- **The problem**
In the entries below, spot each line with the word "ImagePreview" and copy it.
[Start of Attachment]
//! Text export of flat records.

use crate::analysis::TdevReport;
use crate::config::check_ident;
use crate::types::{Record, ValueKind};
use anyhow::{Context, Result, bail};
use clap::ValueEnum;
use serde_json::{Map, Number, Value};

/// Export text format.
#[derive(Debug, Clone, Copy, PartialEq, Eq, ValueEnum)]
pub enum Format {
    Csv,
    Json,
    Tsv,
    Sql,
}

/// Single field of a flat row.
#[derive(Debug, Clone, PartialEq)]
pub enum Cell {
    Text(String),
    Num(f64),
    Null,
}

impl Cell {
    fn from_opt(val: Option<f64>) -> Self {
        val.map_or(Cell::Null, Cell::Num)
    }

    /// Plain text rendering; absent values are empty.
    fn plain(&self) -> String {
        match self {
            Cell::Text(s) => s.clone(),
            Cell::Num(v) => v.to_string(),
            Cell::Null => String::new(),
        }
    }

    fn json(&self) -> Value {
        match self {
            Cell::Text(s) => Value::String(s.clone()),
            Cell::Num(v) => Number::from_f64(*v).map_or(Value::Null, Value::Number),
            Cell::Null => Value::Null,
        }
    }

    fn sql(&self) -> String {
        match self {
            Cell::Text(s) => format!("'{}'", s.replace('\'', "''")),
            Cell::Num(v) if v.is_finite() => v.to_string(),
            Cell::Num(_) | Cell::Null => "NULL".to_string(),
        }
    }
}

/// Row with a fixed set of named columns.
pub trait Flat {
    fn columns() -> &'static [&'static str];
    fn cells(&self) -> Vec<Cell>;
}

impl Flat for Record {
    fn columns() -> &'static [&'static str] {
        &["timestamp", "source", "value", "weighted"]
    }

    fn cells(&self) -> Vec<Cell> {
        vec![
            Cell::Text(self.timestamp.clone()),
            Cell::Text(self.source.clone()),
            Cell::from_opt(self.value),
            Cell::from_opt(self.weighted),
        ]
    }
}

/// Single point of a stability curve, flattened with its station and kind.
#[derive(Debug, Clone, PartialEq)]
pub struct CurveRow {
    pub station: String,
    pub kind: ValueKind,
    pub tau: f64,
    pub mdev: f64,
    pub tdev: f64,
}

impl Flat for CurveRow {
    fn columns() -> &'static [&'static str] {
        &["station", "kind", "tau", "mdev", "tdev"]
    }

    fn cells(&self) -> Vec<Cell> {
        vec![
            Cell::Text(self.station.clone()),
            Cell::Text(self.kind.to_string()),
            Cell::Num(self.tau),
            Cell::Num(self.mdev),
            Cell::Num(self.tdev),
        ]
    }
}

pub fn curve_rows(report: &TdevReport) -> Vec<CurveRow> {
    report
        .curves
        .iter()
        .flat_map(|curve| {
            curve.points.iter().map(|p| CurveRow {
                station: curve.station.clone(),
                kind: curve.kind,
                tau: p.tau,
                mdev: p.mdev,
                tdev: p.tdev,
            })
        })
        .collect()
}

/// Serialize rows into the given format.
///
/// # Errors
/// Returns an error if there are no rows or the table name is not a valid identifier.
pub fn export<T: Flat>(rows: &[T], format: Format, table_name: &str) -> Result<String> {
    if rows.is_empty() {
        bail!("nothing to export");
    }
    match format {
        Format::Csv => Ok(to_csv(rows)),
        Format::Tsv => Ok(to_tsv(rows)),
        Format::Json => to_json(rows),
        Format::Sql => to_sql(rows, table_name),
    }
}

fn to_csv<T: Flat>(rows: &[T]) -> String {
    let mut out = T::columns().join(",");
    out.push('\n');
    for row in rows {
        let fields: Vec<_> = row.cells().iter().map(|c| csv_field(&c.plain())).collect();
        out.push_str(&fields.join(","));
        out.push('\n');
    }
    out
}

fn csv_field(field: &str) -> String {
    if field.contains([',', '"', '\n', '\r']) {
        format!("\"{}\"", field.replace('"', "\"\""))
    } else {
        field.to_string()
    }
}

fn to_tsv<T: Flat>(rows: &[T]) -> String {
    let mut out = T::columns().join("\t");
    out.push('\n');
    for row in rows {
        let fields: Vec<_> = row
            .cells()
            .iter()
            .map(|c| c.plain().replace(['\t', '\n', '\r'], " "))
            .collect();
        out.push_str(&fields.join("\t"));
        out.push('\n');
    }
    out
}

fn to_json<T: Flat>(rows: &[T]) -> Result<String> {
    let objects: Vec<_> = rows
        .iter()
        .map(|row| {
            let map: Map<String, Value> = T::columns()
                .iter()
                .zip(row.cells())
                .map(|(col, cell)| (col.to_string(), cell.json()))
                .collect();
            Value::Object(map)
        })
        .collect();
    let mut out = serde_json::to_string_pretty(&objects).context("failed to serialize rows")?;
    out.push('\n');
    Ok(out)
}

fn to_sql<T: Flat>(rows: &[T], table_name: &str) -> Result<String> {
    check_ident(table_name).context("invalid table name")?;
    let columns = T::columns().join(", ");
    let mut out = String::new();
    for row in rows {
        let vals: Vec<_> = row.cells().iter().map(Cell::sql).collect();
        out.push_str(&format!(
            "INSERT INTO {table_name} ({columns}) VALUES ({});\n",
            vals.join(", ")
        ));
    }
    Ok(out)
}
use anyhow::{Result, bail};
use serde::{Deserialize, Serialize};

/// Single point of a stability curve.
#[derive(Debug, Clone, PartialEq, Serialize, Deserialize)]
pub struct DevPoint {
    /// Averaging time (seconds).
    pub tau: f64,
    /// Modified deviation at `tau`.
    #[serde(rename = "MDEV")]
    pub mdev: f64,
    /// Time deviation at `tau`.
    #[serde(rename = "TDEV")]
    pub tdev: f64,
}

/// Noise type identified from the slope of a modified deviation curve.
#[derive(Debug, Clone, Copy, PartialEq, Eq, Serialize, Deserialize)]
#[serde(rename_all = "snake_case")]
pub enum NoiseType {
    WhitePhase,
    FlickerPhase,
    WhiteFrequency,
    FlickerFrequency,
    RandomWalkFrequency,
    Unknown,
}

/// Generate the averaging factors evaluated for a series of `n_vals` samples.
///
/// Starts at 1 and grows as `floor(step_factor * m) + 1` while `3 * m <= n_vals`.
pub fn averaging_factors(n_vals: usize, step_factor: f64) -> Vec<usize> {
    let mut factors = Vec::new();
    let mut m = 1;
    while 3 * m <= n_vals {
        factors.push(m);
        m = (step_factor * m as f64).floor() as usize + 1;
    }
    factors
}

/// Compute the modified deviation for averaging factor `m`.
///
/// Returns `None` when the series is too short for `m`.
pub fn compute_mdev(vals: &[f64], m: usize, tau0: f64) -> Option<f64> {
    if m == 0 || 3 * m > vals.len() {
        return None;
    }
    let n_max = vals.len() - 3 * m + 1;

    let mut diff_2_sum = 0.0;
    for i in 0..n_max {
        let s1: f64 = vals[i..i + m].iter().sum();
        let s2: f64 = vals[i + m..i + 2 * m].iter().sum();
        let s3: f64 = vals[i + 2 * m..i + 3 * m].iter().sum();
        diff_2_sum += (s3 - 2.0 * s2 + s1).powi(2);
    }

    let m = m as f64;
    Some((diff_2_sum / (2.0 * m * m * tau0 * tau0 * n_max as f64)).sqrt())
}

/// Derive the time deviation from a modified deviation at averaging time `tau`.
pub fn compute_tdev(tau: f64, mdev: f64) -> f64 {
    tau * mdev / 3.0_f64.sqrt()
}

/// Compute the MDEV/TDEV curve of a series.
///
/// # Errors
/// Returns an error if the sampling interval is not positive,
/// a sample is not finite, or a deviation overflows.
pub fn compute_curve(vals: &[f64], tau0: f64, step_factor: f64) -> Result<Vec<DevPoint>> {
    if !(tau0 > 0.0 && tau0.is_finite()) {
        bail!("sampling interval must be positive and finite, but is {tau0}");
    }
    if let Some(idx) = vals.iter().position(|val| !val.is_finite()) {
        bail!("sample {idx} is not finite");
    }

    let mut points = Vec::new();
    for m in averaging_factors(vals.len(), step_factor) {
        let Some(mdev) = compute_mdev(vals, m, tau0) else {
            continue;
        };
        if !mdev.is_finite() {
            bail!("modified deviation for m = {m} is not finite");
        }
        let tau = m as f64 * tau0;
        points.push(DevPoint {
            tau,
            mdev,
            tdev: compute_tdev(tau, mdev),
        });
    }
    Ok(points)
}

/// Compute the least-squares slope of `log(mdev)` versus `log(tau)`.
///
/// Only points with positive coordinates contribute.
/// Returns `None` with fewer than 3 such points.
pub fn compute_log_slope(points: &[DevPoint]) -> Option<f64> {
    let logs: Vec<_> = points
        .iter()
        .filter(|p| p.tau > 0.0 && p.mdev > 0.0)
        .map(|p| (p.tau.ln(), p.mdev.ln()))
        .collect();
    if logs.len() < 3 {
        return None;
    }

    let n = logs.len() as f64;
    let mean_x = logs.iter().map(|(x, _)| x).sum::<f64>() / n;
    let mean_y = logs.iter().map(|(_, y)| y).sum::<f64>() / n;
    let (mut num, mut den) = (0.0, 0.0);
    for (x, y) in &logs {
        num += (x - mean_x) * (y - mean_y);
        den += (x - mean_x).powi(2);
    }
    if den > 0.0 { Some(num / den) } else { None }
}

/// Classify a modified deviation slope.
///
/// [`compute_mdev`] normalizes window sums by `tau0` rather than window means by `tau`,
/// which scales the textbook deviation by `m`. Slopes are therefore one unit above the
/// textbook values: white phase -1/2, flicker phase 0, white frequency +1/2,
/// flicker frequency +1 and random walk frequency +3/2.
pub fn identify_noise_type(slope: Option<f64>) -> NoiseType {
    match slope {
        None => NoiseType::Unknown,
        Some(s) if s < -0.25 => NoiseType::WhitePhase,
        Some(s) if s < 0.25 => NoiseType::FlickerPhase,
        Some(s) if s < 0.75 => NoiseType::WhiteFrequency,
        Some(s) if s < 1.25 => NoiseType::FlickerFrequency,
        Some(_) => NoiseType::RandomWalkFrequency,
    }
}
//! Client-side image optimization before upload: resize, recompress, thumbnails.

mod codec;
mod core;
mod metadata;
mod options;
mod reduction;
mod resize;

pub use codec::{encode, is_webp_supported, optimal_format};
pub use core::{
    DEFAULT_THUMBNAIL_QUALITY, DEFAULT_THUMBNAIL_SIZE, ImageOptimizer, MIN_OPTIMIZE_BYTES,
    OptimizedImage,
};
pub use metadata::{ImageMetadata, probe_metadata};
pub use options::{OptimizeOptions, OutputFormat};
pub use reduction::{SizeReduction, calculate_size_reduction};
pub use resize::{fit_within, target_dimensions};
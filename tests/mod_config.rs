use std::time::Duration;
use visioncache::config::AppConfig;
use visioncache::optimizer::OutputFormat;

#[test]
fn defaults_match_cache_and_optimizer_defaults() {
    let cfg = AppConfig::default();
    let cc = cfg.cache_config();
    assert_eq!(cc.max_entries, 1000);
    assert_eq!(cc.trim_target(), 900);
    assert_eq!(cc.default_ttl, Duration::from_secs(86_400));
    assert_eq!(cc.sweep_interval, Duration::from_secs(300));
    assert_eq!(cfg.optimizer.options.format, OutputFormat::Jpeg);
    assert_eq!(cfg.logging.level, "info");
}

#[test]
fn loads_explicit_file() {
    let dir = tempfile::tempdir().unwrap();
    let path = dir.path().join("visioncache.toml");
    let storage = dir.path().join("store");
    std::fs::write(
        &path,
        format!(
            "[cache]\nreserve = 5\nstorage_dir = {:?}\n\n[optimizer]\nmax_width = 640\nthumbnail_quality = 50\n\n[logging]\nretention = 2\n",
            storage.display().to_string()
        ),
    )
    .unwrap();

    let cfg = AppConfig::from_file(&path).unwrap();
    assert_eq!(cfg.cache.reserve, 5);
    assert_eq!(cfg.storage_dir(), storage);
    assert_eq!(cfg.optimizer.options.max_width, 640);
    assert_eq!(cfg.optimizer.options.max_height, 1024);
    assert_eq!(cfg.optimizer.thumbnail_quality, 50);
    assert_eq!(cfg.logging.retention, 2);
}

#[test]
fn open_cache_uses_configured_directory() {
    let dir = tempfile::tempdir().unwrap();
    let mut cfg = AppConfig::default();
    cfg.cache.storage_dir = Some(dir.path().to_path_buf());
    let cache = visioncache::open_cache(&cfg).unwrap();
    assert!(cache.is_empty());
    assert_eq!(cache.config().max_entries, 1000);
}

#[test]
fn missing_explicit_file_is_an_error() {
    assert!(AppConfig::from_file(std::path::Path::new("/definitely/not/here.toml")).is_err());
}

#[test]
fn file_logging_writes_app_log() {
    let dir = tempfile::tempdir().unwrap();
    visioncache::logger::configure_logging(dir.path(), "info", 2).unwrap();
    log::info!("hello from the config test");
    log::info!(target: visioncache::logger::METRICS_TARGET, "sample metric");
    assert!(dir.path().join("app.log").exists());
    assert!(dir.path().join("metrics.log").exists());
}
[End of Attachment]
[Start of Attachment]
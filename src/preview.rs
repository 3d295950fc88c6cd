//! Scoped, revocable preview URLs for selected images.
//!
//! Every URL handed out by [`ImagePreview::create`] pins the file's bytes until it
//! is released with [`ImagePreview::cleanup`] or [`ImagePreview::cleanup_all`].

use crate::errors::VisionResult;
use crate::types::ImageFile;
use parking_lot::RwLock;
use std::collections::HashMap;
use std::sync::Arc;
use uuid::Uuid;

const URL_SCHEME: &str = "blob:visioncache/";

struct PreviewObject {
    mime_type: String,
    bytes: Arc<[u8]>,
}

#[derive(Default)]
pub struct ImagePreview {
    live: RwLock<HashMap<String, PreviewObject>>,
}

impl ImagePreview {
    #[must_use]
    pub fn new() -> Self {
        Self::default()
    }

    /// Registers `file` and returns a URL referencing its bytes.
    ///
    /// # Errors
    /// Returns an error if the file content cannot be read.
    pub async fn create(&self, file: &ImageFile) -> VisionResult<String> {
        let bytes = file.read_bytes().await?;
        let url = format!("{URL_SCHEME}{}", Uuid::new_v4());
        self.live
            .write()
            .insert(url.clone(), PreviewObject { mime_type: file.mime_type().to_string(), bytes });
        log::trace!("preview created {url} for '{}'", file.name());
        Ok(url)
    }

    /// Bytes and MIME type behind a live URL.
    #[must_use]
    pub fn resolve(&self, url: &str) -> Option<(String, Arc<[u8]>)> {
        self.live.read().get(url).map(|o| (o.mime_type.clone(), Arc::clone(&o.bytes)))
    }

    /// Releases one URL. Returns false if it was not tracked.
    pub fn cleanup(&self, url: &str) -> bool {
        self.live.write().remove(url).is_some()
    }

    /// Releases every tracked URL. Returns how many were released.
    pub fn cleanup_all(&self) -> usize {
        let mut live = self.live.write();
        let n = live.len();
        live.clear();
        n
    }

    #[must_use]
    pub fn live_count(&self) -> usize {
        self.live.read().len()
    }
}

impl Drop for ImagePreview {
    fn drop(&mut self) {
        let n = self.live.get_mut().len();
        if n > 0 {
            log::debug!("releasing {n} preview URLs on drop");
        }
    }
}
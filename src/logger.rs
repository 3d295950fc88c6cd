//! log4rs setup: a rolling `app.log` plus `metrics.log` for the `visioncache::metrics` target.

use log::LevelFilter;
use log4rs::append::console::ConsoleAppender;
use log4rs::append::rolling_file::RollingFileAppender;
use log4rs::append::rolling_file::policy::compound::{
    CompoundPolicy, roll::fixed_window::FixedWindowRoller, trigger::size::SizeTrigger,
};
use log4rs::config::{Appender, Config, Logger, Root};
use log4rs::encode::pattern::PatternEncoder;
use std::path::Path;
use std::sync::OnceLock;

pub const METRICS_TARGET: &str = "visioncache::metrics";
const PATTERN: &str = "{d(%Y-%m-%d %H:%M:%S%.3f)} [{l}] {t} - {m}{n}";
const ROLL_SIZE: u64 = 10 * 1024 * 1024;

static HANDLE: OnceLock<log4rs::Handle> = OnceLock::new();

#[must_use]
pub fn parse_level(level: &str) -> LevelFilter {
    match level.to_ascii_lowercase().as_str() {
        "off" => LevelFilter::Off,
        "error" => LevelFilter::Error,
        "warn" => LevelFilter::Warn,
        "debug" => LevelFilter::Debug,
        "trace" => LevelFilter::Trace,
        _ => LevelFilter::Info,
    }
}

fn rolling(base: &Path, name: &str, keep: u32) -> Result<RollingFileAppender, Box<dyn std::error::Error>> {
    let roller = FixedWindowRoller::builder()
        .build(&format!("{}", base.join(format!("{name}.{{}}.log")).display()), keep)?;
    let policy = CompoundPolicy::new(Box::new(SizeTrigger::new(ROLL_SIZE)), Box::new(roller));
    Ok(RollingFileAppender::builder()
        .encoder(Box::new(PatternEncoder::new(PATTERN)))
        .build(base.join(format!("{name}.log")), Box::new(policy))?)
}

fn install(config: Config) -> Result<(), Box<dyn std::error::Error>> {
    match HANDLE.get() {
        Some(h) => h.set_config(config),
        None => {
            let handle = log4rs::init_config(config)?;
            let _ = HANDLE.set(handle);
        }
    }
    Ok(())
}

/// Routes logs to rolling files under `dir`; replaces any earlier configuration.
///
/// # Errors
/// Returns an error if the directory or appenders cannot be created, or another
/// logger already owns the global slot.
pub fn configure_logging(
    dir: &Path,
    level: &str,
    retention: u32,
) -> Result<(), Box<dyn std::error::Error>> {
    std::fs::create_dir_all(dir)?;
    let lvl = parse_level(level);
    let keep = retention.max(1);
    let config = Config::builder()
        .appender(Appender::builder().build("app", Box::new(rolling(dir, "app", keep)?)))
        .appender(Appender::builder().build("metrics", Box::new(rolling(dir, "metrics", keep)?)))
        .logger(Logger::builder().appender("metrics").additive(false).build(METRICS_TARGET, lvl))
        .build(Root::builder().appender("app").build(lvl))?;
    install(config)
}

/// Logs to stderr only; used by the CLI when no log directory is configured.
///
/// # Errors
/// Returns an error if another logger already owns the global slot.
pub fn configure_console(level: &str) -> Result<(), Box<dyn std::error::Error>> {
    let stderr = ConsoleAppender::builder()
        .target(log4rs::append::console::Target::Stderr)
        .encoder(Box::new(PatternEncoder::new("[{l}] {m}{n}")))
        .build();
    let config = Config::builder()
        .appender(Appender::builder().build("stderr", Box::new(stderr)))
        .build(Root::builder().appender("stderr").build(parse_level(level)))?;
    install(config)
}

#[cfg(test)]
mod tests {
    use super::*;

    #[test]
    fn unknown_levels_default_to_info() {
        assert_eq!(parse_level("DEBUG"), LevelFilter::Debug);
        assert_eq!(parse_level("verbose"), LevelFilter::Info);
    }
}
[End of Attachment]
[Start of Attachment]
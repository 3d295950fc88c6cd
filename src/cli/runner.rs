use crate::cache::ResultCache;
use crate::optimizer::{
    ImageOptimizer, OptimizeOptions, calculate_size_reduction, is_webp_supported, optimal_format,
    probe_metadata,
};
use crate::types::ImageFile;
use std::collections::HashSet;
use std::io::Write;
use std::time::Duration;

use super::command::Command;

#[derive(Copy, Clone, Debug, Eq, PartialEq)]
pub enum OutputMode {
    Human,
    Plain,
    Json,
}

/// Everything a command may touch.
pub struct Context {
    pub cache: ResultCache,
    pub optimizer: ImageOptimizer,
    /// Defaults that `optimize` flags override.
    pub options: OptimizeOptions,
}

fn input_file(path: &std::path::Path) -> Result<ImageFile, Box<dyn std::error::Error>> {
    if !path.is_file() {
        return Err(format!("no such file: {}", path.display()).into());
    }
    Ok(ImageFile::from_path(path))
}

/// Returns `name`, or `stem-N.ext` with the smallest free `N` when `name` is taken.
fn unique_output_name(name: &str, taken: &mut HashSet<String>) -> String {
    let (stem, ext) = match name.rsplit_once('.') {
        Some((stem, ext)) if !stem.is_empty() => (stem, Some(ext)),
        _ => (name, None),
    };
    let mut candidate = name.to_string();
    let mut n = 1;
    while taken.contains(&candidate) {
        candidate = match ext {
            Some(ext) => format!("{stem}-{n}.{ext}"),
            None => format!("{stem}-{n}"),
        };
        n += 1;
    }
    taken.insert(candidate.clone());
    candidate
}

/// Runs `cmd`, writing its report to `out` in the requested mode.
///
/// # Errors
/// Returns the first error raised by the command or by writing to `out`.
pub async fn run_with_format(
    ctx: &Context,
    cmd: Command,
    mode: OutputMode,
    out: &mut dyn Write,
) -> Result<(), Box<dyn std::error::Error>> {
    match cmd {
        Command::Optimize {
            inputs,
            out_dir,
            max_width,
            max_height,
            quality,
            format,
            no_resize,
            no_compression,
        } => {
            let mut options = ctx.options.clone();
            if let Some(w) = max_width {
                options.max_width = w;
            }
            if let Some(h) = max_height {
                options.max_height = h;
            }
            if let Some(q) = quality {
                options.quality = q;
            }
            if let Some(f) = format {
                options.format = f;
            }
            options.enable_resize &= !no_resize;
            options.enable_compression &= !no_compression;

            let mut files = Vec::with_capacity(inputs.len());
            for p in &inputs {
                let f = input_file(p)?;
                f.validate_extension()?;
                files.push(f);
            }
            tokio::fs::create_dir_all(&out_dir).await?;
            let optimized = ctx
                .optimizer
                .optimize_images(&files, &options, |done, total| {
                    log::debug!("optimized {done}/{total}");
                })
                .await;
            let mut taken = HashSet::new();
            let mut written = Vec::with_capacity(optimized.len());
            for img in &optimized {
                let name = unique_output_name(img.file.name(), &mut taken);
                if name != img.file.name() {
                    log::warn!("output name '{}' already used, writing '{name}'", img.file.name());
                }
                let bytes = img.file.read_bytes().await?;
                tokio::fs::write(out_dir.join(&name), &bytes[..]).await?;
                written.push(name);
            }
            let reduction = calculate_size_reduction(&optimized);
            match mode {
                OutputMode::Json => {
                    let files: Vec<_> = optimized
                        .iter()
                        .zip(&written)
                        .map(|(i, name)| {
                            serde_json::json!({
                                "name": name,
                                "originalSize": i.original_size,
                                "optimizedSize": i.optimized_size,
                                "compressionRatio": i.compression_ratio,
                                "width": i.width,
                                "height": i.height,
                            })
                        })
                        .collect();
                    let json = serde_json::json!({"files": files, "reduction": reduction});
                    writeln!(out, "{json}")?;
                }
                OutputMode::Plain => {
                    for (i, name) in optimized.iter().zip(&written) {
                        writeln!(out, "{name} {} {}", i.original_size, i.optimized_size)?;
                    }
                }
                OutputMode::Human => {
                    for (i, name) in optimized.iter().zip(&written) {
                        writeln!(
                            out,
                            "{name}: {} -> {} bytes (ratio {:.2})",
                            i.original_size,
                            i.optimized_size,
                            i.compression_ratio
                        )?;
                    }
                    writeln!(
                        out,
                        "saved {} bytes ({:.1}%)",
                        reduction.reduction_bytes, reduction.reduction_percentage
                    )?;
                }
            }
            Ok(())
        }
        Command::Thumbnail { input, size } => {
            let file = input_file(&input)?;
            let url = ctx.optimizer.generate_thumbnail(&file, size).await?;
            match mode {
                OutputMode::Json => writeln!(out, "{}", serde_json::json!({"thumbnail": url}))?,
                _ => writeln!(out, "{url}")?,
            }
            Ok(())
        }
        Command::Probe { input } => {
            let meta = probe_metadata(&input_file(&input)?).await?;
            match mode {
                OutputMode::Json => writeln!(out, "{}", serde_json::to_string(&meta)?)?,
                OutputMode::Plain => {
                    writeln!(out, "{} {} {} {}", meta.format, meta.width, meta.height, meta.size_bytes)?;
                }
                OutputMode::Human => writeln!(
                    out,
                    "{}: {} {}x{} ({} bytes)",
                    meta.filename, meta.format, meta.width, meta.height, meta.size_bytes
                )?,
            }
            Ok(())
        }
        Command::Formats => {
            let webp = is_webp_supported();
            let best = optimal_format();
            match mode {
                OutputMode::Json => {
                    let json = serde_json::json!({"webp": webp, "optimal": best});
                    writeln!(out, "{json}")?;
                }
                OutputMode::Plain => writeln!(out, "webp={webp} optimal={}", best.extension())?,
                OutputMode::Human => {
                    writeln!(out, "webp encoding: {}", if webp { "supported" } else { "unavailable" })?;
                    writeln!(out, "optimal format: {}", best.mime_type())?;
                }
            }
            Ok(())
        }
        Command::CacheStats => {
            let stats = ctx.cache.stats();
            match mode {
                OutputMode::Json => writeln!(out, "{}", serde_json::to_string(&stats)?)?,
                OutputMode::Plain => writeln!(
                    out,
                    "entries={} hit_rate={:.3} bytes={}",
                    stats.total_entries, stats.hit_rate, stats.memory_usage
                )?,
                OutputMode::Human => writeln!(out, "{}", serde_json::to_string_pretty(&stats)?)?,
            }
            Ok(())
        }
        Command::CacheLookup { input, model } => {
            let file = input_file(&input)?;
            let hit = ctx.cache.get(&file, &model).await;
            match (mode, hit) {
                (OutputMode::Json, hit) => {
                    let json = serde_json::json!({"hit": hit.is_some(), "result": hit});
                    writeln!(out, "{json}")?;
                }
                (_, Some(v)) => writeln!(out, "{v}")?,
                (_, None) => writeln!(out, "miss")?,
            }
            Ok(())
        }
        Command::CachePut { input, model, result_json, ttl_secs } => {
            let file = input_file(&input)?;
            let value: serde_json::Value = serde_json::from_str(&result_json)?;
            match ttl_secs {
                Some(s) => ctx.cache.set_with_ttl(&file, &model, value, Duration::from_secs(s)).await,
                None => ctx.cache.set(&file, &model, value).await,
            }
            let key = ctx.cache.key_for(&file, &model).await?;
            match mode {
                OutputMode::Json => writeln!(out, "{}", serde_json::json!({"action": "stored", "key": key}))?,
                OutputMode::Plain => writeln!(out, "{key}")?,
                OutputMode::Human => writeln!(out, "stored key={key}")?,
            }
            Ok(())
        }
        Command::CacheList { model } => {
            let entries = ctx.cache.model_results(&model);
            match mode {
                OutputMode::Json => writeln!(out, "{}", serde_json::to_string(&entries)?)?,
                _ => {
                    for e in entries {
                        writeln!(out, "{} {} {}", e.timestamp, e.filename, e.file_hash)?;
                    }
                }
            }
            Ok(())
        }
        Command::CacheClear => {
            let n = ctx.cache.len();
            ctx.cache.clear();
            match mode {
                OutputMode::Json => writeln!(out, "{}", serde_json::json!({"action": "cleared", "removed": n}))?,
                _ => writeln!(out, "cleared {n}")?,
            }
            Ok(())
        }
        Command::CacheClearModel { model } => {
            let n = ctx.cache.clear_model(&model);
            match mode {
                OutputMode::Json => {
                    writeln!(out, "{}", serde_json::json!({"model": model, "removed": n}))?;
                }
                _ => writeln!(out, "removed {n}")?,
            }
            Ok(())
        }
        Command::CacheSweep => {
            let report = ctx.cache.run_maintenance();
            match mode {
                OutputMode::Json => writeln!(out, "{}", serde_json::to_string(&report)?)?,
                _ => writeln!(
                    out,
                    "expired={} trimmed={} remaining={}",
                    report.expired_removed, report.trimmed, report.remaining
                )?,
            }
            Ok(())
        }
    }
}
[End of Attachment]
- **Exercise answer**
//! Every URL handed out by [`ImagePreview::create`] pins the file's bytes until it
//! is released with [`ImagePreview::cleanup`] or [`ImagePreview::cleanup_all`].
pub struct ImagePreview {
impl ImagePreview {
impl Drop for ImagePreview {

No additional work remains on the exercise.